The question is asked among Illinois historians: "Who surveyed the northern boundary of Illinois?" In the recent history of Montgomery county, written by A. T. Strange of Hillsboro, the question is answered in a way that is of more than ordinary interest to the people of Montgomery county, for Mr. Strange insists that Hiram Rountree, one of the most prominent pioneers of Montgomery county, and for many years a resident of Hillsboro, was actually the man who did most of the work which proved of so great importance in later years.

In the history, Mr. Strange says: "Who surveyed the Northern Boundary of Illinois? This question is asked, because apparently, an injustice has been done our most deserving pioneer, in not accrediting to him the part he performed in a most important and difficult state work. Hiram Rountree certainly was one of three commissioners (and possibly the most active of the three) appointed to survey and mark the boundary line between Illinois and Wisconsin. But in the reports as submitted to the Department at Washington, no mention seems to be made of his participation in the work. From a mass of correspondence, conducted in the main by Hon. I. S. Blackwelder (now of Chicago), in relation to this matter, we have tried to prepare a summary of the facts and venture some deductions therefrom."

"Mr. Blackwelder in a letter to Mr. Strange under date of October 31, 1914, said: 'The subject (of this survey) was referred to several times in my conversations with Mr. Rountree and my recollection is as clear as noonday that he stated to me that he was the commissioner appointed by the state of Illinois to establish this boundary line, and that in doing so he crossed the state five times, ending finally at a point on the Mississippi River where a great stone was placed to mark the western end of the line. His descriptions p235of the hardships encountered, of marching through the tall grass and heavy underbrush, and swimming rivers, were so graphic that it made a deep impression on my mind and those who knew Judge Rountree, knew him as a most truthful and conscientious man, who would make no statement of this kind which was not true.'

"In an obituary notice published in a Hillsboro paper after his death in 1873, we find the following: 'In 1830‑1831, he with others was appointed under the administration of General Jackson, commissioner to view and mark out the northern boundary line of Illinois, which service he fully performed.'

"In Reynolds' pioneer history of Illinois, we find these words: 'Messinger was appointed with a gentleman of Hillsboro to survey on the part of the state of Illinois, the northern limits of the state, Lucius Lyons on the part of the United States.'

"The report of Mr. Messinger was dated January 29, 1833. It shows that Mr. Daniel R. Davis, upon the part of the United States, and Mr. Andrew Brailey, on the part of the United States, were assistants; Mr. Brailey, it will be remembered, was a son-in‑law of Jesse Townsend, the first Presbyterian minister in Montgomery county and was evidently appointed on the recommendation of Mr. Rountree, who knew him well. From the report as given, it was stated that the work was not completed in 1831, on account of cold weather setting in on them. In May, 1832, Judge Rountree went into the Black Hawk war at the head of a company of volunteers, but was mustered out in August of the same year. From all available evidence, he resumed the work on the boundary line after his return from the Black Hawk war, as it would have been physically impossible to have run a line five times on foot and horseback across the state in 1831, after the October meeting at Galena and the closing of the winter. The report states that the stone which was set to mark the end of the survey was several feet long and estimated to weigh five tons. This corresponds with Mr. Rountree's statement to Mr. Blackwelder, and shows that Mr. Rountree was present when p236the work was completed else he could not have said the western and concluding end of the survey 'was marked by a great stone.'

"Now from the above quotations it is perfectly clear that Mr. Rountree was appointed as one of the commissioners. While the act of Congress hereafter referred to, seems to provide for one of the commissioners to be from Washington, there is no mention of such a commissioner ever participating in this work, in the report or correspondence consulted. Mr. Blackwelder states that Judge Rountree told him they waited for the Wisconsin commissioner to arrive but not getting there, he proceeded without him. The inference is that Messinger, Rountree and Lyons constituted the whole commission.

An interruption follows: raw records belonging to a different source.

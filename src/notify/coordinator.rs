use std::time::Duration;

use tracing::{error, info, instrument};

use super::format::change_message;
use super::AlertSink;
use crate::engine::types::ChangeEvent;

/// Outcome of one delivery batch.
#[derive(Debug, Clone, Default, PartialEq, Eq)]
pub struct DeliveryReport {
    pub delivered: usize,
    /// Tokens whose alert the sink rejected, in batch order.
    pub failed: Vec<String>,
}

impl DeliveryReport {
    pub fn all_succeeded(&self) -> bool {
        self.failed.is_empty()
    }

    pub fn attempted(&self) -> usize {
        self.delivered + self.failed.len()
    }
}

/// Sends change alerts one at a time, pausing after each send.
pub struct Notifier {
    sink: Box<dyn AlertSink>,
    pause: Duration,
}

impl Notifier {
    pub fn new(sink: Box<dyn AlertSink>, pause: Duration) -> Self {
        Self { sink, pause }
    }

    pub fn sink(&self) -> &dyn AlertSink {
        self.sink.as_ref()
    }

    /// Deliver every event in order. A failed send is recorded and the batch
    /// carries on; the caller decides what a partial failure means.
    #[instrument(skip_all, fields(events = events.len()))]
    pub async fn deliver(&self, events: &[ChangeEvent]) -> DeliveryReport {
        let mut report = DeliveryReport::default();

        for event in events {
            let message = change_message(event);
            match self.sink.send(&message).await {
                Ok(()) => {
                    info!(token = %event.token(), kind = event.kind(), "Notification sent");
                    metrics::counter!("capwatch_notifications_total", "outcome" => "delivered").increment(1);
                    report.delivered += 1;
                }
                Err(e) => {
                    error!(token = %event.token(), kind = event.kind(), error = %e, "Failed to send notification");
                    metrics::counter!("capwatch_notifications_total", "outcome" => "failed").increment(1);
                    report.failed.push(event.token().to_string());
                }
            }
            // Rate limiting, applied after failures too
            tokio::time::sleep(self.pause).await;
        }

        report
    }
}

#[cfg(test)]
mod tests {
    use super::*;
    use crate::engine::types::Percentage;
    use crate::notify::DeliveryError;
    use parking_lot::Mutex;
    use std::sync::Arc;
    use std::time::Instant;

    #[derive(Clone, Default)]
    struct ScriptedSink {
        sent: Arc<Mutex<Vec<String>>>,
        reject_containing: Option<&'static str>,
    }

    #[async_trait::async_trait]
    impl AlertSink for ScriptedSink {
        async fn send(&self, message: &str) -> Result<(), DeliveryError> {
            self.sent.lock().push(message.to_string());
            match self.reject_containing {
                Some(needle) if message.contains(needle) => Err(DeliveryError::Other("rejected".into())),
                _ => Ok(()),
            }
        }
    }

    fn new_event(token: &str) -> ChangeEvent {
        ChangeEvent::New {
            token: token.into(),
            capacity: Percentage::new("50.00%"),
            token_apr: "10%".into(),
            tvl: 1.0,
        }
    }

    #[tokio::test]
    async fn test_all_delivered() {
        let sink = ScriptedSink::default();
        let notifier = Notifier::new(Box::new(sink.clone()), Duration::ZERO);

        let report = notifier.deliver(&[new_event("A"), new_event("B")]).await;
        assert!(report.all_succeeded());
        assert_eq!(report.delivered, 2);
        assert_eq!(sink.sent.lock().len(), 2);
    }

    #[tokio::test]
    async fn test_failure_does_not_stop_batch() {
        let sink = ScriptedSink { reject_containing: Some("<b>B</b>"), ..Default::default() };
        let notifier = Notifier::new(Box::new(sink.clone()), Duration::ZERO);

        let report = notifier.deliver(&[new_event("A"), new_event("B"), new_event("C")]).await;
        assert!(!report.all_succeeded());
        assert_eq!(report.delivered, 2);
        assert_eq!(report.failed, vec!["B".to_string()]);
        assert_eq!(report.attempted(), 3);

        let sent = sink.sent.lock();
        assert_eq!(sent.len(), 3);
        assert!(sent[2].contains("<b>C</b>"));
    }

    #[tokio::test]
    async fn test_pause_between_sends() {
        let notifier = Notifier::new(Box::new(ScriptedSink::default()), Duration::from_millis(30));
        let start = Instant::now();
        notifier.deliver(&[new_event("A"), new_event("B")]).await;
        assert!(start.elapsed() >= Duration::from_millis(60));
    }

    #[tokio::test]
    async fn test_empty_batch() {
        let notifier = Notifier::new(Box::new(ScriptedSink::default()), Duration::from_secs(60));
        let report = notifier.deliver(&[]).await;
        assert!(report.all_succeeded());
        assert_eq!(report.attempted(), 0);
    }
}
// Minimal table extraction for server-rendered pages.
// Case-insensitive tag search, no nesting awareness beyond tr/td blocks.

/// Find the next `<tag ...> ... </tag>` block at or after `from`.
/// Returns `(start, end)` byte offsets of the whole block.
fn next_block(lc: &str, tag: &str, from: usize) -> Option<(usize, usize)> {
    let open = format!("<{}", tag);
    let close = format!("</{}>", tag);
    let mut search = from;
    loop {
        let start = lc.get(search..)?.find(&open)? + search;
        // `<td` must not match `<tdx`; the next byte has to end the tag name
        let after = lc.as_bytes().get(start + open.len()).copied();
        if !matches!(after, Some(b'>') | Some(b' ') | Some(b'\t') | Some(b'\n') | Some(b'\r') | Some(b'/')) {
            search = start + open.len();
            continue;
        }
        let open_end = lc[start..].find('>')? + start + 1;
        let end = lc[open_end..].find(&close)? + open_end + close.len();
        return Some((start, end));
    }
}

fn inner(block: &str) -> &str {
    match (block.find('>'), block.rfind('<')) {
        (Some(oe), Some(cs)) if cs > oe => &block[oe + 1..cs],
        _ => "",
    }
}

pub fn strip_tags(s: &str) -> String {
    let mut out = String::with_capacity(s.len());
    let mut in_tag = false;
    for ch in s.chars() {
        match ch {
            '<' => in_tag = true,
            '>' => {
                in_tag = false;
                out.push(' ');
            }
            _ if !in_tag => out.push(ch),
            _ => {}
        }
    }
    normalize_ws(&decode_entities(&out))
}

fn decode_entities(s: &str) -> String {
    s.replace("&nbsp;", "\u{a0}")
        .replace("&#160;", "\u{a0}")
        .replace("&lt;", "<")
        .replace("&gt;", ">")
        .replace("&quot;", "\"")
        .replace("&#36;", "$")
        .replace("&amp;", "&")
}

// Collapse runs of ASCII whitespace; non-breaking spaces are left for the field parser
fn normalize_ws(s: &str) -> String {
    s.split_ascii_whitespace().collect::<Vec<_>>().join(" ")
}

/// Text of every `<td>` in every `<tr>` of the first `<tbody>`.
/// `None` when the page has no table body at all.
pub fn table_body_cells(html: &str) -> Option<Vec<Vec<String>>> {
    // Lowercasing ASCII keeps byte offsets aligned with the original
    let lc = html.to_ascii_lowercase();
    let (tb_start, tb_end) = next_block(&lc, "tbody", 0)?;

    let mut rows = Vec::new();
    let mut pos = tb_start;
    while let Some((tr_start, tr_end)) = next_block(&lc, "tr", pos) {
        if tr_start >= tb_end {
            break;
        }
        let mut cells = Vec::new();
        let mut cpos = tr_start;
        while let Some((td_start, td_end)) = next_block(&lc, "td", cpos) {
            if td_start >= tr_end {
                break;
            }
            cells.push(strip_tags(inner(&html[td_start..td_end.min(tr_end)])));
            cpos = td_end;
        }
        rows.push(cells);
        pos = tr_end;
    }
    Some(rows)
}
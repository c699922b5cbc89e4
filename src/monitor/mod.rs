//! The monitor loop: one cycle is fetch -> normalise -> history -> diff ->
//! notify -> commit, run back to back with a fixed pause in between.
//!
//! The committed snapshot only moves forward after every alert of a cycle
//! went out. When anything fails the old snapshot stays in place, so the next
//! cycle detects the same changes again and re-sends them.

use std::panic::AssertUnwindSafe;
use std::time::Duration;

use futures::FutureExt;
use thiserror::Error;
use tokio::sync::watch;
use tracing::{error, info, instrument, warn};

use crate::config::Settings;
use crate::engine::diff;
use crate::engine::types::Snapshot;
use crate::market_data::adapters::{FetchError, PageFetcher};
use crate::market_data::fields::ParseError;
use crate::market_data::normaliser::{into_snapshot, normalise_rows};
use crate::notify::format::{error_message, status_message};
use crate::notify::Notifier;
use crate::persist::snapshot::{from_snapshot, to_snapshot};
use crate::persist::{HistoryLog, SnapshotStore};

#[derive(Debug, Error)]
pub enum CycleError {
    #[error("fetch failed: {0}")]
    Fetch(#[from] FetchError),

    #[error("parse failed: {0}")]
    Parse(#[from] ParseError),

    #[error("cycle panicked: {0}")]
    Panicked(String),
}

impl CycleError {
    pub fn stage(&self) -> &'static str {
        match self {
            CycleError::Fetch(_) => "fetch",
            CycleError::Parse(_) => "normalise",
            CycleError::Panicked(_) => "unknown",
        }
    }
}

/// How a cycle that got past normalisation ended.
#[derive(Debug, Clone, PartialEq, Eq)]
pub enum CycleOutcome {
    /// Nothing to report; the committed snapshot is left alone.
    Unchanged { rows: usize },
    /// Every alert delivered and the new snapshot committed.
    Committed { delivered: usize },
    /// At least one alert failed; nothing committed.
    DeliveryFailed { delivered: usize, failed: Vec<String> },
    /// Alerts went out but writing the snapshot failed.
    CommitFailed { delivered: usize },
}

impl CycleOutcome {
    fn label(&self) -> &'static str {
        match self {
            CycleOutcome::Unchanged { .. } => "unchanged",
            CycleOutcome::Committed { .. } => "committed",
            CycleOutcome::DeliveryFailed { .. } => "delivery_failed",
            CycleOutcome::CommitFailed { .. } => "commit_failed",
        }
    }
}

#[derive(Debug, Clone, Copy, PartialEq, Eq)]
pub enum MonitorState {
    Idle,
    Running,
}

#[derive(Debug, Clone)]
pub struct MonitorOptions {
    pub interval: Duration,
    pub fetch_timeout: Duration,
    pub alert_on_error: bool,
}

impl From<&Settings> for MonitorOptions {
    fn from(s: &Settings) -> Self {
        Self {
            interval: s.check_interval(),
            fetch_timeout: s.fetch_timeout(),
            alert_on_error: s.alert_on_error,
        }
    }
}

pub struct Monitor {
    fetcher: Box<dyn PageFetcher>,
    snapshots: Box<dyn SnapshotStore>,
    history: Box<dyn HistoryLog>,
    notifier: Notifier,
    options: MonitorOptions,
    state: MonitorState,
}

impl Monitor {
    pub fn new(
        fetcher: Box<dyn PageFetcher>,
        snapshots: Box<dyn SnapshotStore>,
        history: Box<dyn HistoryLog>,
        notifier: Notifier,
        options: MonitorOptions,
    ) -> Self {
        Self { fetcher, snapshots, history, notifier, options, state: MonitorState::Idle }
    }

    pub fn state(&self) -> MonitorState {
        self.state
    }

    /// Run a single cycle. Failures are logged and returned, never propagated
    /// as panics.
    pub async fn run_once(&mut self) -> Result<CycleOutcome, CycleError> {
        self.state = MonitorState::Running;
        let result = match AssertUnwindSafe(self.cycle()).catch_unwind().await {
            Ok(result) => result,
            Err(payload) => Err(CycleError::Panicked(panic_message(payload.as_ref()))),
        };
        self.state = MonitorState::Idle;

        match &result {
            Ok(outcome) => {
                metrics::counter!("capwatch_cycles_total", "outcome" => outcome.label()).increment(1);
            }
            Err(e) => {
                metrics::counter!("capwatch_cycles_total", "outcome" => "error").increment(1);
                error!(stage = e.stage(), error = %e, "Check failed");
                if self.options.alert_on_error {
                    let msg = error_message(&format!("Monitor check failed: {e}"));
                    if let Err(send_err) = self.notifier.sink().send(&msg).await {
                        warn!(error = %send_err, "Failed to send error alert");
                    }
                }
            }
        }
        result
    }

    /// Run cycles until `shutdown` turns true. The first cycle starts right
    /// away; each later one starts `interval` after the previous one ended.
    /// A stop request is only acted on between cycles.
    pub async fn run(&mut self, mut shutdown: watch::Receiver<bool>) {
        info!(
            interval_secs = self.options.interval.as_secs(),
            target_url = %self.fetcher.target(),
            "Starting scheduled monitoring"
        );
        self.announce_start().await;

        loop {
            // Result already logged inside run_once
            let _ = self.run_once().await;

            let stop_requested = *shutdown.borrow();
            if stop_requested || self.idle(&mut shutdown).await {
                break;
            }
        }
        info!("Monitor stopped");
    }

    async fn announce_start(&self) {
        let status = format!(
            "Monitor started\nChecking every {} seconds\nTarget: {}",
            self.options.interval.as_secs(),
            self.fetcher.target()
        );
        if let Err(e) = self.notifier.sink().send(&status_message(&status)).await {
            warn!(error = %e, "Failed to send startup notification");
        }
    }

    /// Sleep out the interval. Returns true if a stop was requested meanwhile.
    async fn idle(&self, shutdown: &mut watch::Receiver<bool>) -> bool {
        let sleep = tokio::time::sleep(self.options.interval);
        tokio::pin!(sleep);
        let mut closed = false;

        loop {
            tokio::select! {
                _ = &mut sleep => return false,
                changed = shutdown.changed(), if !closed => match changed {
                    Ok(()) => {
                        let stop_requested = *shutdown.borrow();
                        if stop_requested {
                            return true;
                        }
                    }
                    // sender gone, nobody can stop us any more
                    Err(_) => closed = true,
                },
            }
        }
    }

    #[instrument(name = "cycle", skip(self))]
    async fn cycle(&self) -> Result<CycleOutcome, CycleError> {
        info!("Starting capacity check...");

        // STEP 1: fetch under a hard timeout; dropping the future releases the fetcher's resources
        let rows = tokio::time::timeout(self.options.fetch_timeout, self.fetcher.fetch())
            .await
            .map_err(|_| FetchError::Timeout(self.options.fetch_timeout))??;

        // STEP 2: normalise; one bad row aborts the cycle
        let records = normalise_rows(&rows)?;
        let row_count = records.len();

        // STEP 3: history is best-effort and happens before any diffing
        match self.history.append(&records).await {
            Ok(n) => {
                metrics::counter!("capwatch_history_rows_total").increment(n as u64);
            }
            Err(e) => error!(stage = "history", error = %e, "Failed to append history"),
        }

        let current = into_snapshot(records);
        metrics::gauge!("capwatch_tracked_pools").set(current.len() as f64);

        // STEP 4: diff against whatever was last committed
        let previous = self.load_committed().await;
        let events = diff(&previous, &current);
        if events.is_empty() {
            info!(rows = row_count, "No changes detected");
            return Ok(CycleOutcome::Unchanged { rows: row_count });
        }
        info!(changes = events.len(), "Detected change(s)");

        // STEP 5: deliver, then commit only if every alert went out
        let report = self.notifier.deliver(&events).await;
        if !report.all_succeeded() {
            warn!(
                delivered = report.delivered,
                failed = ?report.failed,
                "Some notifications failed, keeping previous snapshot for retry"
            );
            return Ok(CycleOutcome::DeliveryFailed { delivered: report.delivered, failed: report.failed });
        }

        match self.snapshots.save_snapshot(&from_snapshot(&current)).await {
            Ok(()) => {
                info!(delivered = report.delivered, "Check completed successfully");
                Ok(CycleOutcome::Committed { delivered: report.delivered })
            }
            Err(e) => {
                error!(stage = "commit", error = %e, "Failed to commit snapshot, changes will be re-sent");
                Ok(CycleOutcome::CommitFailed { delivered: report.delivered })
            }
        }
    }

    /// Missing or unreadable state counts as empty.
    async fn load_committed(&self) -> Snapshot {
        match self.snapshots.load_snapshot().await {
            Ok(Some(data)) => match to_snapshot(&data) {
                Ok(snapshot) => snapshot,
                Err(e) => {
                    warn!(stage = "load", error = %e, "Committed snapshot unusable, starting from empty");
                    Snapshot::new()
                }
            },
            Ok(None) => Snapshot::new(),
            Err(e) => {
                warn!(stage = "load", error = %e, "Error loading previous data, starting from empty");
                Snapshot::new()
            }
        }
    }
}

fn panic_message(payload: &(dyn std::any::Any + Send)) -> String {
    if let Some(s) = payload.downcast_ref::<&str>() {
        s.to_string()
    } else if let Some(s) = payload.downcast_ref::<String>() {
        s.clone()
    } else {
        "non-string panic payload".to_string()
    }
}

"The next question is who did the work. The act of Congress under which this survey was to be made was passed by Congress April 18, 1831, and included boundaries in Alabama, Illinois and other controverted lines. Mr. Lucius Lyons, the United States commissioner, was a resident of Detroit, Mich., and his control apparently was general, rather than local, and he died before the completion of the work. Mr. Blackwelder says 'he died about the time the party was to begin the work.' It is therefore apparent that he never signed the report personally and that his signature was merely attached to credit him with the position he held for the United States. In the report of the commission as signed by Messinger with Lyons' name attached, they say: 'They (the commissioners) met at Galena in the latter part of October 1831, preparatory to commencing the survey which is just now completed.

"Another statement made by Mr. Rountree to Mr. Blackwelder was that while 'awaiting the coming of the Wisconsin commissioner they spent several weeks in making astronomical observations.' In the report as made by Mr. Messinger, he used almost the same words, when he says, 'more than a month had elapsed before a survey could be made to the entire satisfaction of the board.' As showing the accuracy of Mr. Rountree's statement, he relates that the survey extended from the Mississippi river to Lake Michigan, while report of Mr. Messinger is less definite as to the lake end of the work. p237It seems apparent that Mr. Rountree was present and participated in all of the work unless it might have been a series of lines run on the western end and before leaving there, it is stated, that only one surveyor was retained, he being the Illinois surveyor, who might have been either Messinger, Rountree or Brailey, as all were surveyors. It is the opinion of Mr. Strange and Mr. Blackwelder that when the time came for making the report in January, 1833, Mr. Lyons being dead, his name was attached as a matter of form, and, Mr. Rountree not being present, Mr. Messinger did not assume the privilege of signing his name and the treasury department accepted and filed the report as submitted without requiring the signature of Mr. Rountree.1 While an injustice was done Mr. Rountree in omitting his approval of the report, and his signature thereto, we do not assert that such was an intentional wrong; on the other hand we think the report was a hastily prepared statement made with respect to the requirements of the statute and merely to comply with the requirements of the United States authorities."

Mr. Strange and Mr. Blackwelder are to be commended for ferreting out these facts which are so valuable to Montgomery county history. It is well known in this community that Mr. Strange, the author of the history, has spent several years in gathering facts and correspondence relating to county history.

Mr. Blackwelder was county clerk of Montgomery county from December 3, 1861, to December 3, 1865. He was considerably less than 22 years old when he was sworn into office and the Secretary of State told him he was the youngest man who ever held the position in the state. Later he went to Chicago and became president of the Western Insurance Union in 1903 and 1904. He has been prominent in community and insurance work in Chicago for many years.


The Author's Notes:

1 The Hon. Elam L. Clarke of Waukegan, Ill., who has made an intensive study of the matter of the northern boundary of Illinois thinks that Mr. Rountree resigned on account of illness and that Mr. Messinger was appointed in his place.